Where the records hold the string "SnakeHead", show the whole line it sits on.

(Exercise material Opens)

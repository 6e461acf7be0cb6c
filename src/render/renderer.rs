use anyhow::{Context, Result};
use ratatui::{
    Frame, Terminal,
    backend::Backend,
    layout::{Alignment, Constraint, Direction, Layout},
    style::{Color, Modifier, Style},
    text::{Line, Span},
    widgets::{Block, BorderType, Borders, Paragraph},
};
use std::collections::HashMap;

use crate::game::{Position, is_inside};
use crate::platform::{Renderer, TextLine, Tint};

/// A round display drawn in a terminal.
///
/// Each lattice cell is two columns wide so the disk looks round. Cells
/// outside the disk stay blank, like the corners of a round panel.
pub struct TerminalDisplay<B: Backend> {
    terminal: Terminal<B>,
    radius: i32,
    cells: HashMap<Position, Tint>,
    text: Vec<TextLine>,
    status: String,
}

impl<B: Backend> TerminalDisplay<B> {
    pub fn new(terminal: Terminal<B>, radius: i32) -> Self {
        Self {
            terminal,
            radius,
            cells: HashMap::new(),
            text: Vec::new(),
            status: String::new(),
        }
    }

    /// Set the line shown above the board
    pub fn set_status(&mut self, status: impl Into<String>) {
        self.status = status.into();
    }

    pub fn terminal(&self) -> &Terminal<B> {
        &self.terminal
    }

    fn render(
        frame: &mut Frame,
        radius: i32,
        cells: &HashMap<Position, Tint>,
        text: &[TextLine],
        status: &str,
    ) {
        let chunks = Layout::default()
            .direction(Direction::Vertical)
            .constraints([
                Constraint::Length(3), // Header
                Constraint::Min(0),    // Board
                Constraint::Length(3), // Footer
            ])
            .split(frame.area());

        frame.render_widget(Self::render_status(status), chunks[0]);

        // Text replaces the board, as on the round panel.
        if text.is_empty() {
            frame.render_widget(Self::render_board(radius, cells), chunks[1]);
        } else {
            frame.render_widget(Self::render_text(text), chunks[1]);
        }

        frame.render_widget(Self::render_controls(), chunks[2]);
    }

    fn render_board(radius: i32, cells: &HashMap<Position, Tint>) -> Paragraph<'static> {
        let mut lines = Vec::new();

        for y in -radius..=radius {
            let mut spans = Vec::new();

            for x in -radius..=radius {
                let pos = Position::new(x, y);

                let cell = if !is_inside(pos, radius) {
                    Span::raw("  ")
                } else {
                    match cells.get(&pos) {
                        Some(&tint) => Span::styled(Self::glyph(tint), Self::style(tint)),
                        None => Span::styled("· ", Style::default().fg(Color::DarkGray)),
                    }
                };

                spans.push(cell);
            }

            lines.push(Line::from(spans));
        }

        Paragraph::new(lines)
            .block(
                Block::default()
                    .borders(Borders::ALL)
                    .border_type(BorderType::Rounded)
                    .border_style(Style::default().fg(Color::White))
                    .title(" Round Snake "),
            )
            .alignment(Alignment::Center)
    }

    fn render_text(text: &[TextLine]) -> Paragraph<'static> {
        let rows = text.iter().map(|line| line.row as usize + 1).max().unwrap_or(0);
        let mut lines = vec![Line::from(""); rows];

        for line in text {
            lines[line.row as usize] =
                Line::from(Span::styled(line.text.clone(), Self::style(line.tint)));
        }

        Paragraph::new(lines).alignment(Alignment::Center).block(
            Block::default()
                .borders(Borders::ALL)
                .border_type(BorderType::Rounded)
                .border_style(Style::default().fg(Color::Red)),
        )
    }

    fn render_status(status: &str) -> Paragraph<'static> {
        Paragraph::new(Line::from(Span::styled(
            status.to_string(),
            Style::default().fg(Color::Yellow),
        )))
        .alignment(Alignment::Center)
    }

    fn render_controls() -> Paragraph<'static> {
        let text = vec![Line::from(vec![
            Span::styled("↑↓←→", Style::default().fg(Color::Cyan)),
            Span::raw(" / "),
            Span::styled("WASD", Style::default().fg(Color::Cyan)),
            Span::raw(" steer | "),
            Span::styled("Enter", Style::default().fg(Color::Green)),
            Span::raw(" select | "),
            Span::styled("Q", Style::default().fg(Color::Red)),
            Span::raw(" quit"),
        ])];

        Paragraph::new(text).alignment(Alignment::Center)
    }

    fn glyph(tint: Tint) -> &'static str {
        match tint {
            Tint::SnakeHead => "■ ",
            Tint::Food => "O ",
            _ => "□ ",
        }
    }

    fn style(tint: Tint) -> Style {
        match tint {
            Tint::SnakeHead => Style::default().fg(Color::Cyan).add_modifier(Modifier::BOLD),
            Tint::SnakeBody => Style::default().fg(Color::Blue),
            Tint::Food => Style::default().fg(Color::Yellow).add_modifier(Modifier::BOLD),
            Tint::Alert => Style::default().fg(Color::Red).add_modifier(Modifier::BOLD),
            Tint::Text => Style::default().fg(Color::White),
        }
    }
}

impl<B: Backend> Renderer for TerminalDisplay<B> {
    fn clear(&mut self) {
        self.cells.clear();
        self.text.clear();
    }

    fn draw_cell(&mut self, position: Position, tint: Tint) {
        self.cells.insert(position, tint);
    }

    fn clear_cell(&mut self, position: Position) {
        self.cells.remove(&position);
    }

    fn draw_text(&mut self, lines: &[TextLine]) {
        self.text.extend_from_slice(lines);
    }

    fn present(&mut self) -> Result<()> {
        let Self {
            terminal,
            radius,
            cells,
            text,
            status,
        } = self;

        terminal
            .draw(|frame| Self::render(frame, *radius, cells, text, status))
            .context("Failed to draw frame")?;
        Ok(())
    }
}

(Exercise material Closes)

## Exercise solution
            Tint::SnakeHead => "■ ",
            Tint::SnakeHead => Style::default().fg(Color::Cyan).add_modifier(Modifier::BOLD),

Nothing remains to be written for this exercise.